In the case now before us there is nothing to indicate that the plaintiffs were doing an insurance business in Pennsylvania. They had neither office nor agent within the commonwealth. The policies in the present case are admitted to have been “ issued and delivered in Massachusetts.”
True, the property insured was located in Pennsylvania. This, however, does not in our opinion bring the contract of insurance within the prohibitions of the statutes. The illustration used in Story on Conflict of Laws, sec. 278a, is applicable. He says : “ So a policy of insurance executed in England on a French steamship for the French owner on a voyage from one French port to another, would be treated as an English contract, and in cases of loss the debt would be treated as an English debt. Indeed all the rights and duties and obligations growing out of such a policy would be governed by the law of England and not by the law of France, if the laws respecting insurance were different in the two countries.”
The issuance and delivery of the policies in Massachusetts made the contract a Massachusetts contract to be governed by the law of Massachusetts, free from taint of illegality by reason of the existence of penal or prohibitive legislation in Pennsylvania. To hold otherwise would be to give to these acts extraterritorial effect, and to deprive the citizen of his constitutional right to make such contracts as he may desire beyond the boundaries of Pennsylvania: Allgeyer v. Louisiana, 165 U. S. 578.

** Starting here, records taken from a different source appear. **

//! Rendering backends and the availability check run before plotting.
//!
//! A [`Backend`] reports what it can render through
//! [`capability()`](Backend::capability), queried on every display call.
//! [`HtmlBackend`] writes each figure to a standalone HTML page that loads
//! Plotly.js.

use core::cmp::Ordering;
use core::fmt;
use core::str::FromStr;
use std::path::{Path, PathBuf};

use crate::error::{Error, Result};

use super::figure::Figure;

/// Oldest Plotly.js release whose figure schema the builders target.
pub const MIN_PLOTLY_VERSION: PlotlyVersion = PlotlyVersion::new(2, 0, 0);

/// Plotly.js release loaded by [`HtmlBackend`] unless configured otherwise.
pub const DEFAULT_PLOTLY_SRC: &str = "https://cdn.plot.ly/plotly-2.35.2.min.js";

/// A `major.minor.patch` release number.
///
/// Missing trailing components parse as zero, so `"2"` equals `"2.0.0"`.
/// Pre-release suffixes (`"2.0.0-rc.1"`) are ignored.
///
/// # Examples
///
/// ```
/// use optimizer_viz::PlotlyVersion;
///
/// let v: PlotlyVersion = "2.35.2".parse().unwrap();
/// assert!(v > PlotlyVersion::new(2, 9, 0));
/// ```
#[derive(Clone, Copy, Debug, PartialEq, Eq, Hash)]
pub struct PlotlyVersion {
    /// Major release.
    pub major: u32,
    /// Minor release.
    pub minor: u32,
    /// Patch release.
    pub patch: u32,
}

impl PlotlyVersion {
    /// Creates a version from its components.
    #[must_use]
    pub const fn new(major: u32, minor: u32, patch: u32) -> Self {
        Self {
            major,
            minor,
            patch,
        }
    }

    /// Extract the version from a Plotly.js file name such as
    /// `plotly-2.35.2.min.js` or a URL ending in one.
    #[must_use]
    pub fn from_script_name(src: &str) -> Option<Self> {
        let file = src.rsplit(['/', '\\']).next()?;
        let rest = file.strip_prefix("plotly-")?;
        let version = rest
            .strip_suffix(".min.js")
            .or_else(|| rest.strip_suffix(".js"))?;
        version.parse().ok()
    }
}

impl FromStr for PlotlyVersion {
    type Err = Error;

    fn from_str(s: &str) -> Result<Self> {
        let release = s.trim().trim_start_matches('v');
        let release = release.split(['-', '+']).next().unwrap_or_default();
        let mut parts = [0_u32; 3];
        let mut n = 0;
        for piece in release.split('.') {
            if n == parts.len() {
                return Err(Error::InvalidVersion(s.to_owned()));
            }
            parts[n] = piece
                .parse()
                .map_err(|_| Error::InvalidVersion(s.to_owned()))?;
            n += 1;
        }
        Ok(Self::new(parts[0], parts[1], parts[2]))
    }
}

impl PartialOrd for PlotlyVersion {
    fn partial_cmp(&self, other: &Self) -> Option<Ordering> {
        Some(self.cmp(other))
    }
}

impl Ord for PlotlyVersion {
    fn cmp(&self, other: &Self) -> Ordering {
        (self.major, self.minor, self.patch).cmp(&(other.major, other.minor, other.patch))
    }
}

impl fmt::Display for PlotlyVersion {
    fn fmt(&self, f: &mut fmt::Formatter<'_>) -> fmt::Result {
        write!(f, "{}.{}.{}", self.major, self.minor, self.patch)
    }
}

/// What a backend reports about its charting library.
#[derive(Clone, Debug, PartialEq, Eq)]
pub enum Capability {
    /// The library is present at the given version.
    Available(PlotlyVersion),
    /// The library cannot be used; the string says why.
    Missing(String),
}

/// Trait for pluggable figure renderers.
///
/// The trait requires `Send + Sync` so a backend can be shared between
/// threads that plot concurrently.
///
/// # Implementing a custom backend
///
/// ```
/// use optimizer_viz::{Backend, Capability, Figure, PlotlyVersion};
///
/// struct Stdout;
///
/// impl Backend for Stdout {
///     fn name(&self) -> &str {
///         "stdout"
///     }
///
///     fn capability(&self) -> Capability {
///         Capability::Available(PlotlyVersion::new(2, 35, 2))
///     }
///
///     fn show(&self, figure: &Figure) -> optimizer_viz::Result<()> {
///         println!("{}", figure.to_json()?);
///         Ok(())
///     }
/// }
/// ```
pub trait Backend: Send + Sync {
    /// Human-readable backend name used in error messages.
    fn name(&self) -> &str;

    /// Report whether the charting library is usable, and at which version.
    fn capability(&self) -> Capability;

    /// Display a figure.
    ///
    /// # Errors
    ///
    /// Returns an error if the figure cannot be rendered.
    fn show(&self, figure: &Figure) -> Result<()>;
}

/// Verify that `backend` is present and at least [`MIN_PLOTLY_VERSION`].
///
/// # Errors
///
/// Returns [`Error::BackendUnavailable`] if the backend reports itself
/// missing, and [`Error::BackendOutdated`] if its version is too old.
pub fn check_availability(backend: &dyn Backend) -> Result<PlotlyVersion> {
    match backend.capability() {
        Capability::Missing(reason) => Err(Error::BackendUnavailable {
            backend: backend.name().to_owned(),
            reason,
        }),
        Capability::Available(version) if version < MIN_PLOTLY_VERSION => {
            Err(Error::BackendOutdated {
                found: version.to_string(),
                required: MIN_PLOTLY_VERSION.to_string(),
            })
        }
        Capability::Available(version) => Ok(version),
    }
}

/// Writes each figure to a standalone HTML page.
///
/// Pages are named `<prefix>-<title>.html` with the title lowercased and
/// non-alphanumeric runs collapsed to `-`. Showing two figures with the
/// same title overwrites the earlier page.
///
/// # Examples
///
/// ```
/// use optimizer_viz::HtmlBackend;
///
/// let backend = HtmlBackend::builder()
///     .output_dir(std::env::temp_dir())
///     .file_prefix("study")
///     .build();
/// assert_eq!(backend.plotly_src(), optimizer_viz::DEFAULT_PLOTLY_SRC);
/// ```
#[derive(Clone, Debug)]
pub struct HtmlBackend {
    output_dir: PathBuf,
    plotly_src: String,
    plotly_version: Option<PlotlyVersion>,
    file_prefix: String,
}

impl HtmlBackend {
    /// Creates a backend writing into `output_dir` with default settings.
    #[must_use]
    pub fn new(output_dir: impl AsRef<Path>) -> Self {
        Self::builder().output_dir(output_dir).build()
    }

    /// Return an [`HtmlBackendBuilder`] for configuring the backend.
    #[must_use]
    pub fn builder() -> HtmlBackendBuilder {
        HtmlBackendBuilder::new()
    }

    /// Directory pages are written to.
    #[must_use]
    pub fn output_dir(&self) -> &Path {
        &self.output_dir
    }

    /// Location of the Plotly.js script referenced by each page.
    #[must_use]
    pub fn plotly_src(&self) -> &str {
        &self.plotly_src
    }

    /// Path of the page [`show`](Backend::show) writes for `figure`.
    #[must_use]
    pub fn page_path(&self, figure: &Figure) -> PathBuf {
        let slug = slugify(figure.title().unwrap_or("figure"));
        self.output_dir.join(format!("{}-{slug}.html", self.file_prefix))
    }

    fn is_remote(&self) -> bool {
        self.plotly_src.starts_with("http://")
            || self.plotly_src.starts_with("https://")
            || self.plotly_src.starts_with("//")
    }
}

impl Default for HtmlBackend {
    fn default() -> Self {
        Self::builder().build()
    }
}

impl Backend for HtmlBackend {
    fn name(&self) -> &str {
        "Plotly.js"
    }

    fn capability(&self) -> Capability {
        if !self.is_remote() && !Path::new(&self.plotly_src).is_file() {
            return Capability::Missing(format!(
                "no Plotly.js script found at '{}'",
                self.plotly_src
            ));
        }
        match self
            .plotly_version
            .or_else(|| PlotlyVersion::from_script_name(&self.plotly_src))
        {
            Some(version) => Capability::Available(version),
            None => Capability::Missing(format!(
                "cannot determine the Plotly.js version of '{}'; set it explicitly",
                self.plotly_src
            )),
        }
    }

    fn show(&self, figure: &Figure) -> Result<()> {
        let path = self.page_path(figure);
        let html = figure.to_html(&self.plotly_src)?;
        std::fs::create_dir_all(&self.output_dir)?;
        std::fs::write(&path, html)?;
        trace_info!(path = %path.display(), traces = figure.data.len(), "figure written");
        Ok(())
    }
}

/// A builder for [`HtmlBackend`].
///
/// # Defaults
///
/// - Output directory: [`std::env::temp_dir()`]
/// - Plotly.js source: [`DEFAULT_PLOTLY_SRC`]
/// - Plotly.js version: parsed from the source's file name
/// - File prefix: `"plot"`
#[derive(Clone, Debug)]
pub struct HtmlBackendBuilder {
    output_dir: Option<PathBuf>,
    plotly_src: String,
    plotly_version: Option<PlotlyVersion>,
    file_prefix: String,
}

impl HtmlBackendBuilder {
    fn new() -> Self {
        Self {
            output_dir: None,
            plotly_src: DEFAULT_PLOTLY_SRC.to_owned(),
            plotly_version: None,
            file_prefix: "plot".to_owned(),
        }
    }

    /// Set the directory pages are written to.
    #[must_use]
    pub fn output_dir(mut self, dir: impl AsRef<Path>) -> Self {
        self.output_dir = Some(dir.as_ref().to_path_buf());
        self
    }

    /// Load Plotly.js from a URL or a local file path.
    #[must_use]
    pub fn plotly_src(mut self, src: impl Into<String>) -> Self {
        self.plotly_src = src.into();
        self
    }

    /// Declare the Plotly.js version instead of parsing it from the source name.
    #[must_use]
    pub fn plotly_version(mut self, version: PlotlyVersion) -> Self {
        self.plotly_version = Some(version);
        self
    }

    /// Set the file name prefix of written pages.
    #[must_use]
    pub fn file_prefix(mut self, prefix: impl Into<String>) -> Self {
        self.file_prefix = prefix.into();
        self
    }

    /// Build the backend.
    #[must_use]
    pub fn build(self) -> HtmlBackend {
        HtmlBackend {
            output_dir: self.output_dir.unwrap_or_else(std::env::temp_dir),
            plotly_src: self.plotly_src,
            plotly_version: self.plotly_version,
            file_prefix: self.file_prefix,
        }
    }
}

fn slugify(title: &str) -> String {
    let mut slug = String::with_capacity(title.len());
    for c in title.chars() {
        if c.is_ascii_alphanumeric() {
            slug.push(c.to_ascii_lowercase());
        } else if !slug.is_empty() && !slug.ends_with('-') {
            slug.push('-');
        }
    }
    while slug.ends_with('-') {
        slug.pop();
    }
    if slug.is_empty() {
        slug.push_str("figure");
    }
    slug
}
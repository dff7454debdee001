use crate::study::Study;
use crate::types::TrialState;

use super::figure::{Figure, Layout, Marker, Mode, Scatter};

/// Markers drawn per learning curve, however many steps were reported.
const MAX_DISPLAYED_MARKERS: u32 = 10;

const TARGET_STATES: [TrialState; 3] =
    [TrialState::Pruned, TrialState::Complete, TrialState::Running];

/// Build the intermediate values plot of a study without displaying it.
///
/// One `lines+markers` curve is drawn per pruned, complete or running
/// trial, with the reported steps on the x-axis in the order they were
/// reported. A trial that was not instrumented contributes an empty curve.
///
/// When the study has no such trials, or none of them was instrumented
/// for pruning, a warning is logged and a figure without traces is returned.
///
/// # Examples
///
/// ```
/// use optimizer_viz::{intermediate_values_figure, Direction, FrozenTrial, Study};
///
/// let study = Study::with_trials(
///     Direction::Minimize,
///     vec![FrozenTrial::pruned(0).report(0, 1.0).report(1, 0.8)],
/// );
/// let figure = intermediate_values_figure(&study);
/// assert_eq!(figure.data.len(), 1);
/// assert_eq!(figure.data[0].name.as_deref(), Some("Trial0"));
/// ```
#[must_use]
pub fn intermediate_values_figure(study: &Study) -> Figure {
    let layout = Layout::new("Intermediate Values Plot")
        .x_title("Step")
        .y_title("Intermediate Value")
        .show_legend(false);

    let trials = study.trials_with_states(&TARGET_STATES);

    if trials.is_empty() {
        trace_warn!("Study instance does not contain trials.");
        return Figure::new(layout);
    }
    if !trials.iter().any(|t| t.has_intermediate_values()) {
        trace_warn!("You need to set up the pruning feature to utilize plot_intermediate_values()");
        return Figure::new(layout);
    }

    let mut figure = Figure::new(layout);
    for trial in &trials {
        let values = trial.intermediate_values().unwrap_or_default();
        let trace = Scatter::new(
            values.iter().map(|&(step, _)| step),
            values.iter().map(|&(_, v)| v),
        )
        .mode(Mode::LinesMarkers)
        .marker(Marker {
            maxdisplayed: Some(MAX_DISPLAYED_MARKERS),
            ..Marker::default()
        })
        .name(format!("Trial{}", trial.number));
        figure.add_trace(trace);
    }

    trace_debug!(traces = figure.data.len(), "intermediate values plot built");
    figure
}
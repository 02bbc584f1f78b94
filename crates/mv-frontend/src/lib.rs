//! Model Viewer Frontend
//!
//! eframe host for the viewer: a property panel, settings persistence and a
//! central viewport showing the renderer's offscreen texture.

mod app;
pub mod config;
mod panels;
mod viewport_state;

pub use app::ModelViewerApp;
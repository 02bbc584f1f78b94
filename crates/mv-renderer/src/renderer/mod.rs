//! wgpu render backend
//!
//! Draws into an offscreen color texture. The host decides how to present
//! it (the desktop app registers it as an egui texture).

pub mod gpu_resources;

use std::sync::Arc;

use mv_core::Color;

use crate::constants::viewport::COLOR_FORMAT;
use crate::context::RenderContext;
use crate::resources::{MaterialData, MaterialHandle, MaterialManager, MeshData, MeshHandle, MeshManager};
use crate::traits::{FrameData, RenderBackend, RenderError};

struct RenderTarget {
    color_texture: wgpu::Texture,
    color_view: wgpu::TextureView,
    depth_texture: wgpu::Texture,
    depth_view: wgpu::TextureView,
}

impl RenderTarget {
    fn new(ctx: &RenderContext, width: u32, height: u32) -> Self {
        let (color_texture, color_view) =
            gpu_resources::create_color_texture(ctx.device(), ctx.color_format(), width, height);
        let (depth_texture, depth_view) = gpu_resources::create_depth_texture(
            ctx.device(),
            ctx.depth_format(),
            ctx.sample_count(),
            width,
            height,
        );
        Self {
            color_texture,
            color_view,
            depth_texture,
            depth_view,
        }
    }

    fn destroy(&self) {
        self.color_texture.destroy();
        self.depth_texture.destroy();
    }
}

fn to_wgpu_color(color: Color) -> wgpu::Color {
    let linear = color.to_linear();
    wgpu::Color {
        r: linear.r as f64,
        g: linear.g as f64,
        b: linear.b as f64,
        a: linear.a as f64,
    }
}

/// GPU renderer implementing [`RenderBackend`].
pub struct Renderer {
    ctx: RenderContext,
    pipeline: wgpu::RenderPipeline,
    meshes: MeshManager,
    materials: MaterialManager,
    target: Option<RenderTarget>,
    width: u32,
    height: u32,
    target_version: u64,
}

impl Renderer {
    /// Creates a renderer with an offscreen target of the given size.
    pub fn new(
        device: Arc<wgpu::Device>,
        queue: Arc<wgpu::Queue>,
        width: u32,
        height: u32,
    ) -> Self {
        Self::with_format(device, queue, COLOR_FORMAT, width, height)
    }

    pub fn with_format(
        device: Arc<wgpu::Device>,
        queue: Arc<wgpu::Queue>,
        format: wgpu::TextureFormat,
        width: u32,
        height: u32,
    ) -> Self {
        let (width, height) = (width.max(1), height.max(1));
        let ctx = RenderContext::new(device, queue, format);
        let pipeline = gpu_resources::create_mesh_pipeline(&ctx);
        let target = RenderTarget::new(&ctx, width, height);

        tracing::info!("Renderer created ({}x{}, {:?})", width, height, format);

        Self {
            ctx,
            pipeline,
            meshes: MeshManager::new(),
            materials: MaterialManager::new(),
            target: Some(target),
            width,
            height,
            target_version: 1,
        }
    }

    /// View of the offscreen color texture, `None` after release.
    pub fn output_view(&self) -> Option<&wgpu::TextureView> {
        self.target.as_ref().map(|t| &t.color_view)
    }

    pub fn output_texture(&self) -> Option<&wgpu::Texture> {
        self.target.as_ref().map(|t| &t.color_texture)
    }

    /// Incremented every time the output texture is recreated.
    pub fn target_version(&self) -> u64 {
        self.target_version
    }

    pub fn context(&self) -> &RenderContext {
        &self.ctx
    }

    fn encode_pass(&self, target: &RenderTarget, frame: Option<&FrameData<'_>>, clear: Color) {
        let mut encoder = self
            .ctx
            .device()
            .create_command_encoder(&wgpu::CommandEncoderDescriptor {
                label: Some("Viewport Encoder"),
            });

        {
            let mut pass = encoder.begin_render_pass(&wgpu::RenderPassDescriptor {
                label: Some("Viewport Pass"),
                color_attachments: &[Some(wgpu::RenderPassColorAttachment {
                    view: &target.color_view,
                    resolve_target: None,
                    ops: wgpu::Operations {
                        load: wgpu::LoadOp::Clear(to_wgpu_color(clear)),
                        store: wgpu::StoreOp::Store,
                    },
                })],
                depth_stencil_attachment: Some(wgpu::RenderPassDepthStencilAttachment {
                    view: &target.depth_view,
                    depth_ops: Some(wgpu::Operations {
                        load: wgpu::LoadOp::Clear(1.0),
                        store: wgpu::StoreOp::Store,
                    }),
                    stencil_ops: None,
                }),
                timestamp_writes: None,
                occlusion_query_set: None,
            });

            if let Some(frame) = frame
                && !frame.draws.is_empty()
            {
                pass.set_pipeline(&self.pipeline);
                pass.set_bind_group(0, self.ctx.frame_bind_group(), &[]);

                for draw in frame.draws {
                    let (Some(mesh), Some(material)) =
                        (self.meshes.get(draw.mesh), self.materials.get(draw.material))
                    else {
                        continue;
                    };
                    pass.set_bind_group(1, &material.bind_group, &[]);
                    pass.set_vertex_buffer(0, mesh.vertex_buffer.slice(..));
                    match &mesh.index_buffer {
                        Some(index_buffer) if mesh.is_indexed() => {
                            pass.set_index_buffer(index_buffer.slice(..), wgpu::IndexFormat::Uint32);
                            pass.draw_indexed(0..mesh.index_count, 0, 0..1);
                        }
                        _ => pass.draw(0..mesh.vertex_count, 0..1),
                    }
                }
            }
        }

        self.ctx.queue().submit(std::iter::once(encoder.finish()));
    }
}

impl RenderBackend for Renderer {
    fn name(&self) -> &str {
        "wgpu"
    }

    fn upload_mesh(&mut self, data: &MeshData) -> Result<MeshHandle, RenderError> {
        if self.target.is_none() {
            return Err(RenderError::Released);
        }
        Ok(self.meshes.create(&self.ctx, data))
    }

    fn release_mesh(&mut self, handle: MeshHandle) -> bool {
        self.meshes.release(handle)
    }

    fn upload_material(&mut self, data: &MaterialData) -> Result<MaterialHandle, RenderError> {
        if self.target.is_none() {
            return Err(RenderError::Released);
        }
        Ok(self.materials.create(&self.ctx, data))
    }

    fn release_material(&mut self, handle: MaterialHandle) -> bool {
        self.materials.release(handle)
    }

    fn clear(&mut self, color: Color) -> Result<(), RenderError> {
        let target = self.target.as_ref().ok_or(RenderError::Released)?;
        self.encode_pass(target, None, color);
        Ok(())
    }

    fn render(&mut self, frame: &FrameData<'_>) -> Result<(), RenderError> {
        let target = self.target.as_ref().ok_or(RenderError::Released)?;

        if let Some(missing) = frame
            .draws
            .iter()
            .find(|d| !self.meshes.contains(d.mesh) || self.materials.get(d.material).is_none())
        {
            return Err(RenderError::Surface(format!(
                "draw references released resources (mesh {}, material {})",
                missing.mesh.raw(),
                missing.material.raw()
            )));
        }

        self.ctx.update_camera(&frame.camera);
        self.ctx.update_lights(&frame.lights);
        self.encode_pass(target, Some(frame), frame.background);
        Ok(())
    }

    fn resize(&mut self, width: u32, height: u32) {
        let (width, height) = (width.max(1), height.max(1));
        if (width, height) == (self.width, self.height) {
            return;
        }
        self.width = width;
        self.height = height;
        if let Some(old) = self.target.take() {
            old.destroy();
            self.target = Some(RenderTarget::new(&self.ctx, width, height));
            self.target_version += 1;
            tracing::debug!("Renderer target resized to {}x{}", width, height);
        }
    }

    fn size(&self) -> (u32, u32) {
        (self.width, self.height)
    }

    fn release(&mut self) {
        let Some(target) = self.target.take() else {
            return;
        };
        self.meshes.clear();
        self.materials.clear();
        target.destroy();
        self.ctx.destroy();
        tracing::info!("Renderer released");
    }

    fn is_released(&self) -> bool {
        self.target.is_none()
    }

    fn live_resources(&self) -> usize {
        self.meshes.len() + self.materials.len()
    }
}
//! Model Viewer Renderer
//!
//! Scene ownership, render scheduling and viewport lifecycle on top of wgpu.
//!
//! # Architecture
//!
//! - [`traits::RenderBackend`] - Output surface abstraction (GPU or headless)
//! - [`scene::SceneState`] - Camera, controls, lights and the loaded model
//! - [`render_loop::RenderLoop`] - Cancellable per-frame scheduler
//! - [`viewport::ViewportController`] - Mount, config change and unmount
//! - [`resources::MeshManager`] - GPU mesh resource management
//!
//! # Example
//!
//! ```ignore
//! use mv_renderer::{HeadlessBackend, RendererConfig, ThreadedLoader, ViewportController};
//!
//! let mut viewport = ViewportController::new(ThreadedLoader::new(), RendererConfig::default());
//! viewport.on_mount(HeadlessBackend::default(), config);
//!
//! // Once per display refresh
//! viewport.poll();
//! viewport.frame();
//! ```

// Core abstractions
pub mod context;
pub mod resources;
pub mod scene;
pub mod traits;

pub mod camera;
pub mod config;
pub mod constants;
pub mod headless;
pub mod light;
pub mod orbit;
pub mod render_loop;
pub mod renderer;
pub mod vertex;
pub mod viewport;

// Re-exports for convenience
pub use camera::*;
pub use config::RendererConfig;
pub use context::RenderContext;
pub use headless::HeadlessBackend;
pub use light::*;
pub use orbit::{OrbitConstraints, OrbitControls, Spherical};
pub use render_loop::{LoopError, LoopState, RenderLoop, RenderLoopHandle};
pub use renderer::*;
pub use resources::{GpuMesh, MaterialData, MaterialHandle, MeshData, MeshHandle, MeshManager};
pub use scene::{ModelGroup, ModelPart, SceneState};
pub use traits::{DrawItem, FrameData, RenderBackend, RenderError};
pub use vertex::MeshVertex;
pub use viewport::{
    LoadCompletion, LoadRequest, ModelLoader, ThreadedLoader, ViewportController, ViewportEvent,
    ViewportStatus,
};

#[cfg(test)]
mod tests {
    #[test]
    fn test_mesh_shader_parses() {
        let module = naga::front::wgsl::parse_str(include_str!("shaders/mesh.wgsl"))
            .expect("mesh.wgsl should parse");
        let entry_points: Vec<_> = module.entry_points.iter().map(|e| e.name.as_str()).collect();
        assert!(entry_points.contains(&"vs_main"));
        assert!(entry_points.contains(&"fs_main"));
    }
}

In reaching the conclusion herein expressed we are guided by the opinion of the Supreme Court in the case of Commonwealth v. Biddle, 139 Pa. 605. It is true that there the case required only a construction of the penal acts. The expressions used, however, have direct application to the present case: “ It may be readily conceded that an act which should attempt to prevent a non-resident owner of property in this state or a resident *292owner not at the time within its territory, from insuring his property in any manner lawful in the place of contract, would be void as extra-territorial. So, also, it may be conceded that if a citizen of Pennsylvania has, by a contract validly made outside of its boundaries, incurred a liability, no law of this state can, under the constitution of the United States, prevent his fulfilling that obligation, even by an act done within the state. But, beyond the limitation imposed by the constitution, the power of the legislature to declare any acts done within the territory of the state unlawful or criminal cannot be questioned, and all considerations of wisdom or policy, of hardship, of difficulty or even impossibility of general enforcement, must be addressed to the law-making branch of the government.”
The case of McBride v. Rinard, 172 Pa. 548, has been cited, as expressing a conclusion adverse to that reached by us in the present cause. That, however, was an action brought to hold a local agent of a foreign corporation personally liable as principal, and the remark contained in the opinion palpably refers to companies having an agency within the state. It cannot apply, in our opinion, to companies who have never come within the boundaries of the commonwealth, who have neither office nor agent here and who have but issued and delivered policies in another state in a particular instance to a citizen of Pennsylvania.
Neither precedent nor authority can be found in the cases cited by the defendant for holding that the transaction in this case comes within the statutes forbidding the doing of business in Pennsylvania.
The assignments of error are sustained; the judgment of the court below is reversed, and the record is remitted with direction to the court below to enter judgment against the defendants for such sum as to right and justice may belong unless other legal or equitable cause be shown to the said court why such judgment should not be so entered.